Required work: Your task is to copy each line of the records that includes the string "ModelState".
○ ○ ○
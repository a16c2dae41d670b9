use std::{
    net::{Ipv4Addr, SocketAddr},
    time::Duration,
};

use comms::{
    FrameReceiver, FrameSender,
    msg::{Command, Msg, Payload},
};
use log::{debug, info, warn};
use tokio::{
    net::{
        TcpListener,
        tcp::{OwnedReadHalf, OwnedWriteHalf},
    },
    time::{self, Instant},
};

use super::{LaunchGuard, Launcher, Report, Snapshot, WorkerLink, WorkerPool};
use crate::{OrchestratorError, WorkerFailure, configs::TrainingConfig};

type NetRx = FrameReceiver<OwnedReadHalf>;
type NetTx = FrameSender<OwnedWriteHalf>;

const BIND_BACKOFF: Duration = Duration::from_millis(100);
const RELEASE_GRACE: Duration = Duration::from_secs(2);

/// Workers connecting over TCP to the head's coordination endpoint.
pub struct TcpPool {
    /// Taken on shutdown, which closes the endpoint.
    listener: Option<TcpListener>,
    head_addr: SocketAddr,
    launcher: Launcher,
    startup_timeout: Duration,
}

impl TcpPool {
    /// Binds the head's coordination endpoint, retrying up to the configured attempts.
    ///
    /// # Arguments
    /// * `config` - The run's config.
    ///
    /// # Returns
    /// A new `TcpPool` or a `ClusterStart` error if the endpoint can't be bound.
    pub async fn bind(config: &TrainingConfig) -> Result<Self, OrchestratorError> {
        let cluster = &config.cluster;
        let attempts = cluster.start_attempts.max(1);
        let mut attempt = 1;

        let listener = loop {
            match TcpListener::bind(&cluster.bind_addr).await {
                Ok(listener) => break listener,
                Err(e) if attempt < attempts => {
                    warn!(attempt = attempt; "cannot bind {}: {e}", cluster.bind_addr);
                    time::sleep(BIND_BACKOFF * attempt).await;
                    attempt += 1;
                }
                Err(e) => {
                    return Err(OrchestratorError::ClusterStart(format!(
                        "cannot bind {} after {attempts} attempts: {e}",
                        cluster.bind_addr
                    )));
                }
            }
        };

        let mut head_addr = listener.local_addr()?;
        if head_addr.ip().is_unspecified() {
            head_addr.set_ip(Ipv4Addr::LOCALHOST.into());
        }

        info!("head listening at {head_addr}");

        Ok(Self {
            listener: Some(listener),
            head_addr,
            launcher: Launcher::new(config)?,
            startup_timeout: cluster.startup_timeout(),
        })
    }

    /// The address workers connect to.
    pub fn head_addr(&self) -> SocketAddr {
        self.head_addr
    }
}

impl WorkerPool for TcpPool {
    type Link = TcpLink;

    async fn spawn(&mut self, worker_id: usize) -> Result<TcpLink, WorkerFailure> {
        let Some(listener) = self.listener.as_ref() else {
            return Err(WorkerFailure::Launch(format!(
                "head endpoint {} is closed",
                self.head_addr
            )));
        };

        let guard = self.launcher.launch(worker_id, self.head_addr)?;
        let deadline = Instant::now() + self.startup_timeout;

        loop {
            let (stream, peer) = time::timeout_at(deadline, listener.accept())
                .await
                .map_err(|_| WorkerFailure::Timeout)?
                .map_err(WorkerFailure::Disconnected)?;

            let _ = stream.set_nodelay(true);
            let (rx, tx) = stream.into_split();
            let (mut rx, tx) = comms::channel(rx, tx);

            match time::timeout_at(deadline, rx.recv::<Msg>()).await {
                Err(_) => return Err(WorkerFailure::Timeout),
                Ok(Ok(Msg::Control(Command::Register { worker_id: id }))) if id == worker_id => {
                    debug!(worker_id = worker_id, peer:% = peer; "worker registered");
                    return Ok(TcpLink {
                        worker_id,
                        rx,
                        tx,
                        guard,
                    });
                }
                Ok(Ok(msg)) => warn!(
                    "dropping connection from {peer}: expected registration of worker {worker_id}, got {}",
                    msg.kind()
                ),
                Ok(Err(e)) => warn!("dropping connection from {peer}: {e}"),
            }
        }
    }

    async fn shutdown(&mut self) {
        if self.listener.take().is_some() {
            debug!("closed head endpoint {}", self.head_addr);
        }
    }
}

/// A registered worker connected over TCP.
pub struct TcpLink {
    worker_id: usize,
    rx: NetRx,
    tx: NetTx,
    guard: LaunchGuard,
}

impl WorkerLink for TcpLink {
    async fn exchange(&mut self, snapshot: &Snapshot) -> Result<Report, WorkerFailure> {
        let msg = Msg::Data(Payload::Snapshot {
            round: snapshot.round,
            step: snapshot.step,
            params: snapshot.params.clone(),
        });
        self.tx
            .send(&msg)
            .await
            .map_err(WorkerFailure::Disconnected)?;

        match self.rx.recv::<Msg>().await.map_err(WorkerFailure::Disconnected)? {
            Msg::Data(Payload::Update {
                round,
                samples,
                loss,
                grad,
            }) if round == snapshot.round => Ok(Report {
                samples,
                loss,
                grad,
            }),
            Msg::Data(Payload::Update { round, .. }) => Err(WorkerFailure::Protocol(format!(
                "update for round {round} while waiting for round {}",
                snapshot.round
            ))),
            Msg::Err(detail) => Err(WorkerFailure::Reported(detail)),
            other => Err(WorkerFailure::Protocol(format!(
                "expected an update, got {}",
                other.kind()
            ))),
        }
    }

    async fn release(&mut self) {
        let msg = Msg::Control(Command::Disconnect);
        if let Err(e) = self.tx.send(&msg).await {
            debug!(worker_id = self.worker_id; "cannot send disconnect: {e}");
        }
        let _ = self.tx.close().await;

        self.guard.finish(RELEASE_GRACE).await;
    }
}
○ ○ ○
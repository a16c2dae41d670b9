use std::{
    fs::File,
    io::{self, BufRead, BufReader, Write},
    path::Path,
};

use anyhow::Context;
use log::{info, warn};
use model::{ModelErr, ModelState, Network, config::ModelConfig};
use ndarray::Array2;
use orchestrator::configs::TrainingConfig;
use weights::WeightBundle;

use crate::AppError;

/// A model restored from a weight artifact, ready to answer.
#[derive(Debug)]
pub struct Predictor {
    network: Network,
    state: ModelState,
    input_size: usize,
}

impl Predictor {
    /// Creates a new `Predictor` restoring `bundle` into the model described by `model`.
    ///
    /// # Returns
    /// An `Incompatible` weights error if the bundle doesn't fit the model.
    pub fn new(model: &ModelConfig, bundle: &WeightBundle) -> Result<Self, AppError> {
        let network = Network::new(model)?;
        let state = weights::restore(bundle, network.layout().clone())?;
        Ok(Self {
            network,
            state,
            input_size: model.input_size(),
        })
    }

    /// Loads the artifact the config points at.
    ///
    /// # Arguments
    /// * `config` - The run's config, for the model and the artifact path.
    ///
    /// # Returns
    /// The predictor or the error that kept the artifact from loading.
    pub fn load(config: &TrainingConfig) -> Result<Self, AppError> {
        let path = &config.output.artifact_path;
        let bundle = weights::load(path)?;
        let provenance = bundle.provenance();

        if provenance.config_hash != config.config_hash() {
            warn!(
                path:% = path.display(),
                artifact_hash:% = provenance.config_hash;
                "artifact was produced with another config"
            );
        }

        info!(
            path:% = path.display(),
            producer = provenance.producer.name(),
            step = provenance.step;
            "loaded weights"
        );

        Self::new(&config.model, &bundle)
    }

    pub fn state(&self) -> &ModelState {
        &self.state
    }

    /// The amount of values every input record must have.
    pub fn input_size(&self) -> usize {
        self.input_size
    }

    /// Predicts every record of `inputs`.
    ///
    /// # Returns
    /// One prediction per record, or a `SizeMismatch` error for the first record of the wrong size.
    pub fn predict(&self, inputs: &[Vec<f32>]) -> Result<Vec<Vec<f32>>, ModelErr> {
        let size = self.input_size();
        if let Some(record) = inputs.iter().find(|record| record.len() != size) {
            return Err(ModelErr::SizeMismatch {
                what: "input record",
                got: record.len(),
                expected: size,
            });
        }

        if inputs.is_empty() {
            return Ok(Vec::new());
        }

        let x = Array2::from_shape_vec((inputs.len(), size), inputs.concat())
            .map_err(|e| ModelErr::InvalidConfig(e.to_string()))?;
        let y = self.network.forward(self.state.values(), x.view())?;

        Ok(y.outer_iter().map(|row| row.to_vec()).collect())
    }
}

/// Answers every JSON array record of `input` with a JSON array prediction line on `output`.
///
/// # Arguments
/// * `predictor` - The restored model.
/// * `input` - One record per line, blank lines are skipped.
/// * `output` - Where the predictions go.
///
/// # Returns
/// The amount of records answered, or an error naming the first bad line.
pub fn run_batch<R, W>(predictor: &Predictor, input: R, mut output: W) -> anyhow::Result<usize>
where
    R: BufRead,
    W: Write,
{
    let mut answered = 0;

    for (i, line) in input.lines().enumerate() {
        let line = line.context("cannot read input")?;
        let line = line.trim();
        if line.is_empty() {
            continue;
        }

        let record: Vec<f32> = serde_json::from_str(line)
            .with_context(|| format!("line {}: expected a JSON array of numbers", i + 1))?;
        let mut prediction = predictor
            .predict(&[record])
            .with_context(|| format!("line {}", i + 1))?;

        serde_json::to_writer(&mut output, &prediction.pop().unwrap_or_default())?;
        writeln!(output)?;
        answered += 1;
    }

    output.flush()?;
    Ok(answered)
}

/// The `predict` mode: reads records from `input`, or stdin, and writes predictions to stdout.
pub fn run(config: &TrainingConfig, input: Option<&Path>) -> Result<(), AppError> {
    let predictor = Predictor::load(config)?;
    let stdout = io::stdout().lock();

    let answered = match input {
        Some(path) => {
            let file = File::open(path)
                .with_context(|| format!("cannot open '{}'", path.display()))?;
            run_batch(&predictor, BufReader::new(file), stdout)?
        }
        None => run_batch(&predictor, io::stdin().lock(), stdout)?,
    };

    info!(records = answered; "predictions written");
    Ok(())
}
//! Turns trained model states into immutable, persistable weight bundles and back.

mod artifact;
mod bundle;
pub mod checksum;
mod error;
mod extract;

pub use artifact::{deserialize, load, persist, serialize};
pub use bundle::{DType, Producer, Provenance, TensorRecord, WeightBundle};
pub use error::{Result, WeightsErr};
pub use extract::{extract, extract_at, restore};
○ ○ ○
Solution for this problem:
use model::{ModelErr, ModelState, Network, config::ModelConfig};
    state: ModelState,
    pub fn state(&self) -> &ModelState {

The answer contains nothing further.